Maintenance options for gas turbines

The availability of the gas turbine is crucial to the performance of a turbine-based cogeneration plant, and availability is a function of good, well-planned maintenance, writes Simon Raymond. A long-term service agreement, which transfers some financial risk to the service provider, can be the best option for the care of turbines of high capital cost.

Owning and operating a gas turbine is an expensive business. The principle of how a gas turbine works is simplicity itself, but putting that into practice requires mechanically complex pieces of equipment built with high-grade materials and a host of supporting systems that need to work in harmony.

Figure 1. The goals that a gas turbine operator and maintenance provider strive for

The inherent design of a gas turbine is naturally a major factor in how reliably it performs in service, but of at least equal importance is how the equipment is looked after, or maintained, while it is in service.
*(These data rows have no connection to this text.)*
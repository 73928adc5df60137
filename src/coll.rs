pub(crate) mod options;

use std::{borrow::Borrow, fmt, str::FromStr, sync::Arc};

use derive_where::derive_where;
use serde::{de::Error as DeError, Deserialize, Deserializer, Serialize};

use self::options::{
    AggregateOptions,
    BulkWriteOptions,
    CollectionOptions,
    FindOptions,
    InsertManyOptions,
    InsertOneOptions,
};
use crate::{
    bson::Document,
    bulk_write::{execute_bulk_write, WriteModel},
    change_stream::{
        event::ChangeStreamEvent,
        options::ChangeStreamOptions,
        ChangeStream,
        WatchArgs,
    },
    concern::{ReadConcern, WriteConcern},
    cursor::CursorSource,
    error::{convert_bulk_errors, Error, Result},
    operation::{Aggregate, Find},
    options::resolve_options,
    results::{BulkWriteResult, InsertManyResult, InsertOneResult},
    Client,
    ClientSession,
    Cursor,
    Database,
};

/// A handle to a collection, obtained from [`Database::collection`] or
/// [`Database::collection_with_options`].
///
/// `T` is the type documents are inserted as and deserialized into by [`Collection::find`]. Any
/// serde type works; aggregations and change streams yield their own types regardless of `T`.
///
/// Handles are reference counted and cheap to clone, so each task can own one:
///
/// ```rust
/// # use mongodb_cursor_core::{bson::{doc, Document}, Client};
/// # async fn start_workers(client: Client) {
/// let coll = client.database("items").collection::<Document>("in_stock");
///
/// for i in 0..5 {
///     let coll = coll.clone();
///     tokio::task::spawn(async move { coll.insert_one(doc! { "x": i }, None).await });
/// }
/// # }
/// ```
#[derive_where(Debug, Clone)]
pub struct Collection<T>
where
    T: Send + Sync,
{
    inner: Arc<CollectionInner>,
    #[derive_where(skip)]
    _phantom: std::marker::PhantomData<fn() -> T>,
}

#[derive(Debug)]
struct CollectionInner {
    client: Client,
    db: Database,
    name: String,
    read_concern: Option<ReadConcern>,
    write_concern: Option<WriteConcern>,
}

impl<T> Collection<T>
where
    T: Send + Sync,
{
    pub(crate) fn new(db: Database, name: &str, options: Option<CollectionOptions>) -> Self {
        let options = options.unwrap_or_default();
        let read_concern = options.read_concern.or_else(|| db.read_concern().cloned());
        let write_concern = options
            .write_concern
            .or_else(|| db.write_concern().cloned());

        Self {
            inner: Arc::new(CollectionInner {
                client: db.client().clone(),
                db,
                name: name.to_string(),
                read_concern,
                write_concern,
            }),
            _phantom: Default::default(),
        }
    }

    /// Gets a clone of the `Collection` with a different type `U`.
    pub fn clone_with_type<U: Send + Sync>(&self) -> Collection<U> {
        Collection {
            inner: self.inner.clone(),
            _phantom: Default::default(),
        }
    }

    /// Get the `Client` that this collection descended from.
    pub(crate) fn client(&self) -> &Client {
        &self.inner.client
    }

    /// Gets the name of the `Collection`.
    pub fn name(&self) -> &str {
        &self.inner.name
    }

    /// The `db.coll` namespace of this collection.
    pub fn namespace(&self) -> Namespace {
        Namespace {
            db: self.inner.db.name().into(),
            coll: self.name().into(),
        }
    }

    /// Gets the read concern of the `Collection`.
    pub fn read_concern(&self) -> Option<&ReadConcern> {
        self.inner.read_concern.as_ref()
    }

    /// Gets the write concern of the `Collection`.
    pub fn write_concern(&self) -> Option<&WriteConcern> {
        self.inner.write_concern.as_ref()
    }

    /// Runs an aggregation operation.
    ///
    /// Invalid option combinations (`explain` together with a read or write concern) are rejected
    /// here, before anything is sent. Otherwise no command is sent until the returned cursor is
    /// first iterated.
    ///
    pub fn aggregate(
        &self,
        pipeline: impl IntoIterator<Item = Document>,
        options: impl Into<Option<AggregateOptions>>,
    ) -> Result<Cursor<Document>> {
        self.aggregate_common(pipeline, options, None)
    }

    /// Runs an aggregation operation using the provided `ClientSession`.
    pub fn aggregate_with_session(
        &self,
        pipeline: impl IntoIterator<Item = Document>,
        options: impl Into<Option<AggregateOptions>>,
        session: &ClientSession,
    ) -> Result<Cursor<Document>> {
        self.aggregate_common(pipeline, options, Some(session))
    }

    fn aggregate_common(
        &self,
        pipeline: impl IntoIterator<Item = Document>,
        options: impl Into<Option<AggregateOptions>>,
        session: Option<&ClientSession>,
    ) -> Result<Cursor<Document>> {
        let mut options = options.into();
        let explain = options.as_ref().and_then(|o| o.explain) == Some(true);
        if !explain {
            resolve_options!(self, options, [read_concern, write_concern]);
        }

        let aggregate = Aggregate::new(self.namespace(), pipeline, options);
        aggregate.validate()?;
        Ok(Cursor::new(
            self.client().clone(),
            CursorSource::Aggregate(aggregate),
            session.cloned(),
        ))
    }

    /// Opens a [`ChangeStream`] over the changes made to this collection. The `aggregate` is sent
    /// when the stream is first polled.
    ///
    /// `pipeline` is appended after the `$changeStream` stage. It must keep the `_id` field of
    /// each event, since that is the token the stream resumes from; an event without one ends the
    /// stream with [`ErrorKind::MissingResumeToken`](crate::error::ErrorKind).
    pub fn watch(
        &self,
        pipeline: impl IntoIterator<Item = Document>,
        options: impl Into<Option<ChangeStreamOptions>>,
    ) -> ChangeStream<ChangeStreamEvent<T>> {
        ChangeStream::new(
            self.watch_args(pipeline, options),
            self.client().clone(),
            None,
        )
    }

    /// Starts a new [`ChangeStream`] on this collection that sends its commands with the
    /// provided session.
    pub fn watch_with_session(
        &self,
        pipeline: impl IntoIterator<Item = Document>,
        options: impl Into<Option<ChangeStreamOptions>>,
        session: &ClientSession,
    ) -> ChangeStream<ChangeStreamEvent<T>> {
        ChangeStream::new(
            self.watch_args(pipeline, options),
            self.client().clone(),
            Some(session.clone()),
        )
    }

    fn watch_args(
        &self,
        pipeline: impl IntoIterator<Item = Document>,
        options: impl Into<Option<ChangeStreamOptions>>,
    ) -> WatchArgs {
        let mut options = options.into();
        resolve_options!(self, options, [read_concern]);
        WatchArgs {
            pipeline: pipeline.into_iter().collect(),
            target: self.namespace().into(),
            options,
        }
    }

    /// Executes the given write models in as few commands as the server's limits allow.
    ///
    /// Ordered writes (the default) stop at the first failing model; unordered writes attempt
    /// every model. Either way, write errors are reported with the index of the failing model in
    /// `models`, sorted by that index, alongside the writes that did succeed.
    pub async fn bulk_write(
        &self,
        models: impl IntoIterator<Item = WriteModel>,
        options: impl Into<Option<BulkWriteOptions>>,
    ) -> Result<BulkWriteResult> {
        self.bulk_write_common(models.into_iter().collect(), options.into(), None)
            .await
    }

    /// Executes the given write models using the provided `ClientSession`.
    pub async fn bulk_write_with_session(
        &self,
        models: impl IntoIterator<Item = WriteModel>,
        options: impl Into<Option<BulkWriteOptions>>,
        session: &ClientSession,
    ) -> Result<BulkWriteResult> {
        self.bulk_write_common(models.into_iter().collect(), options.into(), Some(session))
            .await
    }

    async fn bulk_write_common(
        &self,
        models: Vec<WriteModel>,
        mut options: Option<BulkWriteOptions>,
        session: Option<&ClientSession>,
    ) -> Result<BulkWriteResult> {
        resolve_options!(self, options, [write_concern]);
        execute_bulk_write(
            self.client(),
            &self.namespace(),
            models,
            options.unwrap_or_default(),
            session,
        )
        .await
    }
}

impl<T> Collection<T>
where
    T: Send + Sync + serde::de::DeserializeOwned,
{
    /// Finds the documents in the collection matching `filter`.
    ///
    /// No command is sent until the returned cursor is first iterated.
    pub fn find(
        &self,
        filter: impl Into<Option<Document>>,
        options: impl Into<Option<FindOptions>>,
    ) -> Cursor<T> {
        self.find_common(filter, options, None)
    }

    /// Finds the documents in the collection matching `filter` using the provided
    /// `ClientSession`.
    pub fn find_with_session(
        &self,
        filter: impl Into<Option<Document>>,
        options: impl Into<Option<FindOptions>>,
        session: &ClientSession,
    ) -> Cursor<T> {
        self.find_common(filter, options, Some(session))
    }

    fn find_common(
        &self,
        filter: impl Into<Option<Document>>,
        options: impl Into<Option<FindOptions>>,
        session: Option<&ClientSession>,
    ) -> Cursor<T> {
        let mut options = options.into();
        resolve_options!(self, options, [read_concern]);

        let find = Find::new(
            self.namespace(),
            filter.into().unwrap_or_default(),
            options,
        );
        Cursor::new(
            self.client().clone(),
            CursorSource::Find(find),
            session.cloned(),
        )
    }
}

impl<T> Collection<T>
where
    T: Serialize + Send + Sync,
{
    /// Inserts `doc` into the collection. An `_id` is generated if the document does not carry
    /// one.
    pub async fn insert_one(
        &self,
        doc: impl Borrow<T>,
        options: impl Into<Option<InsertOneOptions>>,
    ) -> Result<InsertOneResult> {
        self.insert_one_common(doc.borrow(), options.into(), None)
            .await
    }

    /// Inserts `doc` into the collection using the provided `ClientSession`.
    pub async fn insert_one_with_session(
        &self,
        doc: impl Borrow<T>,
        options: impl Into<Option<InsertOneOptions>>,
        session: &ClientSession,
    ) -> Result<InsertOneResult> {
        self.insert_one_common(doc.borrow(), options.into(), Some(session))
            .await
    }

    async fn insert_one_common(
        &self,
        doc: &T,
        options: Option<InsertOneOptions>,
        session: Option<&ClientSession>,
    ) -> Result<InsertOneResult> {
        let model = WriteModel::insert_one(crate::bson::to_document(doc)?);
        self.bulk_write_common(vec![model], options.map(Into::into), session)
            .await
            .map(InsertOneResult::from_bulk_result)
            .map_err(convert_bulk_errors)
    }

    /// Inserts `docs` in a single ordered batch by default. Borrowed documents are accepted, so
    /// callers don't need to clone them.
    pub async fn insert_many(
        &self,
        docs: impl IntoIterator<Item = impl Borrow<T>>,
        options: impl Into<Option<InsertManyOptions>>,
    ) -> Result<InsertManyResult> {
        let models = to_insert_models(docs)?;
        self.insert_many_common(models, options.into(), None).await
    }

    /// Inserts the data in `docs` into the collection using the provided `ClientSession`.
    pub async fn insert_many_with_session(
        &self,
        docs: impl IntoIterator<Item = impl Borrow<T>>,
        options: impl Into<Option<InsertManyOptions>>,
        session: &ClientSession,
    ) -> Result<InsertManyResult> {
        let models = to_insert_models(docs)?;
        self.insert_many_common(models, options.into(), Some(session))
            .await
    }

    async fn insert_many_common(
        &self,
        models: Vec<WriteModel>,
        options: Option<InsertManyOptions>,
        session: Option<&ClientSession>,
    ) -> Result<InsertManyResult> {
        if models.is_empty() {
            return Err(Error::invalid_argument(
                "No documents provided to insert_many",
            ));
        }
        self.bulk_write_common(models, options.map(Into::into), session)
            .await
            .map(InsertManyResult::from_bulk_result)
    }
}

fn to_insert_models<T: Serialize>(
    docs: impl IntoIterator<Item = impl Borrow<T>>,
) -> Result<Vec<WriteModel>> {
    docs.into_iter()
        .map(|doc| Ok(WriteModel::insert_one(crate::bson::to_document(doc.borrow())?)))
        .collect()
}

/// A `database.collection` pair. Displays and parses as `"db.coll"`.
#[derive(Debug, Clone, PartialEq, Eq, Hash)]
pub struct Namespace {
    /// The name of the database associated with this namespace.
    pub db: String,

    /// The name of the collection this namespace corresponds to.
    pub coll: String,
}

impl Namespace {
    /// Builds a namespace from its database and collection names.
    pub fn new(db: impl Into<String>, coll: impl Into<String>) -> Self {
        Self {
            db: db.into(),
            coll: coll.into(),
        }
    }
}

impl fmt::Display for Namespace {
    fn fmt(&self, fmt: &mut fmt::Formatter) -> fmt::Result {
        write!(fmt, "{}.{}", self.db, self.coll)
    }
}

impl FromStr for Namespace {
    type Err = Error;

    fn from_str(s: &str) -> Result<Self> {
        match s.split_once('.') {
            Some((db, coll)) if !db.is_empty() && !coll.is_empty() => Ok(Self::new(db, coll)),
            _ => Err(Error::invalid_argument(format!(
                "invalid namespace {:?}: expected \"<db>.<collection>\"",
                s
            ))),
        }
    }
}

impl<'de> Deserialize<'de> for Namespace {
    fn deserialize<D>(deserializer: D) -> std::result::Result<Self, D::Error>
    where
        D: Deserializer<'de>,
    {
        let s: String = Deserialize::deserialize(deserializer)?;
        Self::from_str(&s).map_err(|_| D::Error::custom("Missing one or more fields in namespace"))
    }
}

impl Serialize for Namespace {
    fn serialize<S>(&self, serializer: S) -> std::result::Result<S::Ok, S::Error>
    where
        S: serde::Serializer,
    {
        serializer.serialize_str(&self.to_string())
    }
}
Having invested a large amount of capital in a gas turbine power plant with all its ancillary equipment, the owner will want to maximize the return on that investment by having that power plant running at a high level of reliability while keeping running costs to a minimum.

The power advantages of a gas turbine over, for example, a like-sized diesel engine are offset to some extent by its need for routine maintenance and its relatively high servicing costs. Gas turbines do not forgive poor maintenance. It will cause them to stop functioning soon. The repair costs of a poorly maintained turbine can be frightening, to say nothing of the disruption to the owner’s operation. If a satisfactory balance between maintenance and cost can be found, then extraordinary reliability is achievable while preserving the owner’s profitability, as Figure 1 shows. But how is this maintenance carried out, and what maintenance philosophies exist?

A gas turbine’s power advantages are offset to some extent by its need for routine maintenance and its high servicing costs

The owner of a gas turbine power plant is not generally in the business of gas turbines so has neither the ability nor desire to perform the maintenance themselves. Even though some car owners prefer to service their cars themselves, the majority prefer to leave the job to a specialist. Yet if a car were bought for many millions of dollars, it is extremely unlikely that an owner would be carrying out the maintenance and servicing!

The car analogy falters when considering that driving a car can be a pleasure in itself. Operating an industrial gas turbine is not done for pleasure; it is a means to an end. The power that a gas turbine produces allows the owner-operator to carry on with its core business, be that automobile manufacture, chemical processing or foodstuff extraction.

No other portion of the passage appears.